How is momentum conserved in this collision with loosely-connected spheres?

Question

There are three identical spheres. B and C are loosely connected with a light inextensible string, and A approaches B directly at some initial velocity $v$. There is no angular momentum.

A and B have a perfectly elastic collision and A comes to rest, B moving away with velocity $v$.

Some time later, the string becomes taut, and spheres B and C experience a force directed towards each other, roughly perpendicularly to $v$.

This produces a torque on the combined B+C system, and these spheres will enter a sort of mutual orbit with an overall motion away from A.

Why does this not violate conservation of angular momentum?

Answer 1

There is no angular momentum.

Nothing is rotating, but that does not mean there is no angular momentum. For angular momentum, you need to pick a point (or in some cases, an axis) about which to calculate. The angular momentum of a particle about that point depends on the distance that the line of motion has from the point.

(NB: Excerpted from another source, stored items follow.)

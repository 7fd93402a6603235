//! Image submission to the vision extraction service
//!
//! One chat-completions request per capture: the instruction text plus the
//! screenshot as a base64 data URL, sent to an OpenAI-compatible endpoint.
//! The vendor schema stays contained in this module; the rest of the system
//! only sees `ExtractNames` and `ServiceError`. No retries - failures
//! propagate to the caller immediately.

use crate::infra::config::Config;
use async_trait::async_trait;
use base64::{engine::general_purpose::STANDARD, Engine};
use serde::{Deserialize, Serialize};
use std::time::{Duration, Instant};
use thiserror::Error;
use tracing::{error, info};

/// Cap on error-body detail carried into `ServiceError::Api`
const ERROR_BODY_LIMIT: usize = 300;

/// Failure modes of the extraction call, all surfaced to the user
#[derive(Debug, Error)]
pub enum ServiceError {
    #[error("API key is not set")]
    MissingCredential,
    #[error("extraction service rejected the credential (HTTP {0})")]
    Auth(u16),
    #[error("extraction service rate limit reached (HTTP 429)")]
    RateLimited,
    #[error("extraction service returned HTTP {status}: {detail}")]
    Api { status: u16, detail: String },
    #[error("request to extraction service failed: {0}")]
    Network(String),
    #[error("extraction service did not respond within {0} ms")]
    Timeout(u64),
    #[error("malformed extraction response: {0}")]
    MalformedResponse(String),
    #[error("unsupported image payload: {0}")]
    UnsupportedImage(String),
}

/// Seam between the session and the hosted vision service
#[async_trait]
pub trait ExtractNames: Send + Sync {
    /// Submit one image; returns the raw free-text reply
    async fn extract_names(&self, image: &[u8], api_key: &str) -> Result<String, ServiceError>;
}

// Vendor request schema (chat completions with one multimodal user message)

#[derive(Serialize)]
struct ChatRequest<'a> {
    model: &'a str,
    max_tokens: u32,
    messages: Vec<ChatMessage<'a>>,
}

#[derive(Serialize)]
struct ChatMessage<'a> {
    role: &'a str,
    content: Vec<ContentPart<'a>>,
}

#[derive(Serialize)]
#[serde(tag = "type", rename_all = "snake_case")]
enum ContentPart<'a> {
    Text { text: &'a str },
    ImageUrl { image_url: ImageUrl },
}

#[derive(Serialize)]
struct ImageUrl {
    url: String,
}

#[derive(Deserialize)]
struct ChatResponse {
    choices: Vec<ChatChoice>,
}

#[derive(Deserialize)]
struct ChatChoice {
    message: ChoiceMessage,
}

#[derive(Deserialize)]
struct ChoiceMessage {
    content: Option<String>,
}

/// Client for the hosted vision extraction service
pub struct VisionExtractor {
    client: reqwest::Client,
    endpoint: String,
    model: String,
    max_tokens: u32,
    instruction: String,
    timeout_ms: u64,
}

impl VisionExtractor {
    pub fn new(config: &Config) -> anyhow::Result<Self> {
        let timeout_ms = config.api_timeout_ms();
        // Create the HTTP client once for reuse (connection pooling)
        let client = reqwest::Client::builder()
            .timeout(Duration::from_millis(timeout_ms))
            .build()?;

        Ok(Self {
            client,
            endpoint: format!("{}/chat/completions", config.api_base_url().trim_end_matches('/')),
            model: config.api_model().to_string(),
            max_tokens: config.api_max_tokens(),
            instruction: config.instruction().to_string(),
            timeout_ms,
        })
    }

    /// Sniff the payload's container format for the data-URL MIME type.
    /// Pass-through only - the image is never decoded or modified.
    fn sniff_mime(image: &[u8]) -> Result<&'static str, ServiceError> {
        match image::guess_format(image) {
            Ok(image::ImageFormat::Png) => Ok("image/png"),
            Ok(image::ImageFormat::Jpeg) => Ok("image/jpeg"),
            Ok(image::ImageFormat::WebP) => Ok("image/webp"),
            Ok(other) => {
                Err(ServiceError::UnsupportedImage(format!("{:?} is not a supported format", other)))
            }
            Err(_) => Err(ServiceError::UnsupportedImage(
                "payload is not a recognizable image".to_string(),
            )),
        }
    }

    fn map_request_error(&self, e: reqwest::Error) -> ServiceError {
        if e.is_timeout() {
            ServiceError::Timeout(self.timeout_ms)
        } else {
            ServiceError::Network(e.to_string())
        }
    }
}

#[async_trait]
impl ExtractNames for VisionExtractor {
    async fn extract_names(&self, image: &[u8], api_key: &str) -> Result<String, ServiceError> {
        if api_key.trim().is_empty() {
            return Err(ServiceError::MissingCredential);
        }
        let mime = Self::sniff_mime(image)?;
        let image_base64 = STANDARD.encode(image);

        let request = ChatRequest {
            model: &self.model,
            max_tokens: self.max_tokens,
            messages: vec![ChatMessage {
                role: "user",
                content: vec![
                    ContentPart::Text { text: &self.instruction },
                    ContentPart::ImageUrl {
                        image_url: ImageUrl {
                            url: format!("data:{};base64,{}", mime, image_base64),
                        },
                    },
                ],
            }],
        };

        let start = Instant::now();
        let response = self
            .client
            .post(&self.endpoint)
            .bearer_auth(api_key)
            .json(&request)
            .send()
            .await
            .map_err(|e| self.map_request_error(e))?;

        let status = response.status();
        let latency_ms = start.elapsed().as_millis() as u64;

        if !status.is_success() {
            let detail: String =
                response.text().await.unwrap_or_default().chars().take(ERROR_BODY_LIMIT).collect();
            error!(
                status = %status.as_u16(),
                latency_ms = %latency_ms,
                "extraction_request_failed"
            );
            return Err(match status.as_u16() {
                401 | 403 => ServiceError::Auth(status.as_u16()),
                429 => ServiceError::RateLimited,
                code => ServiceError::Api { status: code, detail },
            });
        }

        let parsed: ChatResponse = response
            .json()
            .await
            .map_err(|e| ServiceError::MalformedResponse(e.to_string()))?;

        let raw_text = parsed
            .choices
            .into_iter()
            .next()
            .and_then(|c| c.message.content)
            .ok_or_else(|| ServiceError::MalformedResponse("response has no content".to_string()))?;

        info!(
            latency_ms = %latency_ms,
            image_bytes = %image.len(),
            reply_bytes = %raw_text.len(),
            model = %self.model,
            "extraction_completed"
        );

        Ok(raw_text)
    }
}

#[cfg(test)]
mod tests {
    use super::*;

    // Minimal valid 1x1 PNG header bytes (signature + IHDR chunk start)
    const PNG_MAGIC: &[u8] = &[
        0x89, 0x50, 0x4E, 0x47, 0x0D, 0x0A, 0x1A, 0x0A, 0x00, 0x00, 0x00, 0x0D, 0x49, 0x48, 0x44,
        0x52,
    ];
    const JPEG_MAGIC: &[u8] = &[0xFF, 0xD8, 0xFF, 0xE0, 0x00, 0x10, 0x4A, 0x46, 0x49, 0x46];

    #[test]
    fn test_sniff_mime_png() {
        assert_eq!(VisionExtractor::sniff_mime(PNG_MAGIC).unwrap(), "image/png");
    }

    #[test]
    fn test_sniff_mime_jpeg() {
        assert_eq!(VisionExtractor::sniff_mime(JPEG_MAGIC).unwrap(), "image/jpeg");
    }

    #[test]
    fn test_sniff_mime_rejects_text() {
        let err = VisionExtractor::sniff_mime(b"definitely not an image").unwrap_err();
        assert!(matches!(err, ServiceError::UnsupportedImage(_)));
    }

    #[test]
    fn test_request_serializes_to_vendor_schema() {
        let request = ChatRequest {
            model: "gpt-4o",
            max_tokens: 1000,
            messages: vec![ChatMessage {
                role: "user",
                content: vec![
                    ContentPart::Text { text: "extract names" },
                    ContentPart::ImageUrl {
                        image_url: ImageUrl { url: "data:image/png;base64,AAAA".to_string() },
                    },
                ],
            }],
        };

        let json = serde_json::to_value(&request).unwrap();
        assert_eq!(json["model"], "gpt-4o");
        assert_eq!(json["messages"][0]["role"], "user");
        assert_eq!(json["messages"][0]["content"][0]["type"], "text");
        assert_eq!(json["messages"][0]["content"][1]["type"], "image_url");
        assert_eq!(
            json["messages"][0]["content"][1]["image_url"]["url"],
            "data:image/png;base64,AAAA"
        );
    }

    #[test]
    fn test_response_parses_first_choice() {
        let parsed: ChatResponse = serde_json::from_str(
            r#"{"choices":[{"message":{"role":"assistant","content":"Alice\nBob"}}]}"#,
        )
        .unwrap();
        let content = parsed.choices.into_iter().next().unwrap().message.content.unwrap();
        assert_eq!(content, "Alice\nBob");
    }

    #[tokio::test]
    async fn test_missing_credential_rejected_before_network() {
        let config = Config::default();
        let extractor = VisionExtractor::new(&config).unwrap();
        let err = extractor.extract_names(PNG_MAGIC, "  ").await.unwrap_err();
        assert!(matches!(err, ServiceError::MissingCredential));
    }
}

http://hyperphysics.phy-astr.gsu.edu/hbase/amom.html#amp

Why does a particle moving with a constant linear velocity that's is offset to the center have a constant angular momentum?

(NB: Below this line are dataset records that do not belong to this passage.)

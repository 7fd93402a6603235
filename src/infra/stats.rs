//! Lock-free session statistics and periodic reporting
//!
//! Uses atomics so the submission path never contends with the reporter or
//! the stats endpoint. All counters use Relaxed ordering intentionally: they
//! are statistical only and must not be used for coordination.

use std::sync::atomic::{AtomicU64, Ordering};
use std::time::Instant;
use tracing::info;

/// Update an atomic max value using compare-and-swap loop
#[inline]
fn update_atomic_max(atomic_max: &AtomicU64, new_value: u64) {
    let mut current_max = atomic_max.load(Ordering::Relaxed);
    while new_value > current_max {
        match atomic_max.compare_exchange_weak(
            current_max,
            new_value,
            Ordering::Relaxed,
            Ordering::Relaxed,
        ) {
            Ok(_) => break,
            Err(actual) => current_max = actual,
        }
    }
}

/// Lock-free session statistics collector
pub struct Stats {
    /// Captures that aggregated names (monotonic)
    captures_total: AtomicU64,
    /// Captures that failed with a service error (monotonic)
    captures_failed: AtomicU64,
    /// Captures whose response normalized to nothing (monotonic)
    captures_empty: AtomicU64,
    /// Name increments applied to the roster (monotonic)
    names_recorded_total: AtomicU64,
    /// Export files written (monotonic)
    exports_total: AtomicU64,
    /// Sum of extraction latencies in ms (reset on report)
    extract_latency_sum_ms: AtomicU64,
    /// Max extraction latency in ms (reset on report)
    extract_latency_max_ms: AtomicU64,
    /// Extractions since last report (reset on report)
    extractions_since_report: AtomicU64,
    /// Session start, for uptime reporting
    started_at: Instant,
}

impl Default for Stats {
    fn default() -> Self {
        Self::new()
    }
}

impl Stats {
    pub fn new() -> Self {
        Self {
            captures_total: AtomicU64::new(0),
            captures_failed: AtomicU64::new(0),
            captures_empty: AtomicU64::new(0),
            names_recorded_total: AtomicU64::new(0),
            exports_total: AtomicU64::new(0),
            extract_latency_sum_ms: AtomicU64::new(0),
            extract_latency_max_ms: AtomicU64::new(0),
            extractions_since_report: AtomicU64::new(0),
            started_at: Instant::now(),
        }
    }

    /// Record a capture that aggregated names into the roster
    pub fn record_capture(&self, latency_ms: u64, names_recorded: u64) {
        self.captures_total.fetch_add(1, Ordering::Relaxed);
        self.names_recorded_total.fetch_add(names_recorded, Ordering::Relaxed);
        self.record_extraction_latency(latency_ms);
    }

    /// Record a capture that failed with a service error
    pub fn record_failure(&self, latency_ms: u64) {
        self.captures_failed.fetch_add(1, Ordering::Relaxed);
        self.record_extraction_latency(latency_ms);
    }

    /// Record a capture whose response normalized to no names
    pub fn record_empty(&self, latency_ms: u64) {
        self.captures_empty.fetch_add(1, Ordering::Relaxed);
        self.record_extraction_latency(latency_ms);
    }

    pub fn record_export(&self) {
        self.exports_total.fetch_add(1, Ordering::Relaxed);
    }

    fn record_extraction_latency(&self, latency_ms: u64) {
        self.extract_latency_sum_ms.fetch_add(latency_ms, Ordering::Relaxed);
        self.extractions_since_report.fetch_add(1, Ordering::Relaxed);
        update_atomic_max(&self.extract_latency_max_ms, latency_ms);
    }

    /// Snapshot the counters. Interval latency values are swapped to zero so
    /// each report covers only the period since the previous one.
    pub fn report(&self, attendees: usize) -> StatsSummary {
        let extractions = self.extractions_since_report.swap(0, Ordering::Relaxed);
        let latency_sum = self.extract_latency_sum_ms.swap(0, Ordering::Relaxed);
        let latency_max = self.extract_latency_max_ms.swap(0, Ordering::Relaxed);
        let avg_latency = if extractions > 0 { latency_sum / extractions } else { 0 };

        StatsSummary {
            captures_total: self.captures_total.load(Ordering::Relaxed),
            captures_failed: self.captures_failed.load(Ordering::Relaxed),
            captures_empty: self.captures_empty.load(Ordering::Relaxed),
            names_recorded_total: self.names_recorded_total.load(Ordering::Relaxed),
            exports_total: self.exports_total.load(Ordering::Relaxed),
            avg_extract_latency_ms: avg_latency,
            max_extract_latency_ms: latency_max,
            attendees,
            uptime_secs: self.started_at.elapsed().as_secs(),
        }
    }
}

/// Point-in-time stats snapshot
#[derive(Debug, Clone, Copy)]
pub struct StatsSummary {
    pub captures_total: u64,
    pub captures_failed: u64,
    pub captures_empty: u64,
    pub names_recorded_total: u64,
    pub exports_total: u64,
    /// Average extraction latency since last report (ms)
    pub avg_extract_latency_ms: u64,
    /// Max extraction latency since last report (ms)
    pub max_extract_latency_ms: u64,
    pub attendees: usize,
    pub uptime_secs: u64,
}

impl StatsSummary {
    /// Log the summary as a structured event
    pub fn log(&self) {
        info!(
            captures_total = %self.captures_total,
            captures_failed = %self.captures_failed,
            captures_empty = %self.captures_empty,
            names_recorded_total = %self.names_recorded_total,
            exports_total = %self.exports_total,
            avg_extract_latency_ms = %self.avg_extract_latency_ms,
            max_extract_latency_ms = %self.max_extract_latency_ms,
            attendees = %self.attendees,
            uptime_secs = %self.uptime_secs,
            "stats_summary"
        );
    }
}

#[cfg(test)]
mod tests {
    use super::*;

    #[test]
    fn test_record_capture() {
        let stats = Stats::new();
        stats.record_capture(120, 5);
        stats.record_capture(80, 2);

        let summary = stats.report(7);
        assert_eq!(summary.captures_total, 2);
        assert_eq!(summary.names_recorded_total, 7);
        assert_eq!(summary.avg_extract_latency_ms, 100);
        assert_eq!(summary.max_extract_latency_ms, 120);
        assert_eq!(summary.attendees, 7);
    }

    #[test]
    fn test_latency_window_resets_on_report() {
        let stats = Stats::new();
        stats.record_capture(500, 1);
        let first = stats.report(1);
        assert_eq!(first.max_extract_latency_ms, 500);

        // Monotonic counters survive, interval latency does not
        let second = stats.report(1);
        assert_eq!(second.captures_total, 1);
        assert_eq!(second.avg_extract_latency_ms, 0);
        assert_eq!(second.max_extract_latency_ms, 0);
    }

    #[test]
    fn test_failure_and_empty_counters() {
        let stats = Stats::new();
        stats.record_failure(50);
        stats.record_empty(60);
        stats.record_export();

        let summary = stats.report(0);
        assert_eq!(summary.captures_total, 0);
        assert_eq!(summary.captures_failed, 1);
        assert_eq!(summary.captures_empty, 1);
        assert_eq!(summary.exports_total, 1);
    }
}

You could pick a point where the angular momentum of the initial setup is zero. For instance, we could use the starting position of $B$. As $A$ is moving directly to that point, its angular momentum is zero.

But after the collision, you will find that during the rotation, at all times the angular momentum of $B$ and $C$ sum to zero about that point.

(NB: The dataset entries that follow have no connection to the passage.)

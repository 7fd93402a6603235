//! IO modules - external system interfaces
//!
//! This module contains all external IO operations:
//! - `extractor` - Vision extraction service client (chat completions)
//! - `export` - Attendance tally output to a delimited file
//! - `server` - Web UI and JSON API (hyper)

pub mod export;
pub mod extractor;
pub mod server;

// Re-export commonly used types
pub use export::{ExportError, Exporter};
pub use extractor::{ExtractNames, ServiceError, VisionExtractor};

You are probably noticing that the $B-C$ system is rotating clockwise, and that's going to contribute a positive angular momentum. But the system as a whole is moving upward as well. That motion too may contribute to the angular momentum and needs to be accounted for.

Answer 2

It does not violate angular momentum because sphere A has angular momentum about the origin that equals

$$ \boldsymbol{L}_A = \boldsymbol{r}_A \times \boldsymbol{p}_A $$

where $\boldsymbol{p}_A = m_A \boldsymbol{v}_A$ is (translational) momentum of A and $\boldsymbol{v}_A$ is the velocity vector of A.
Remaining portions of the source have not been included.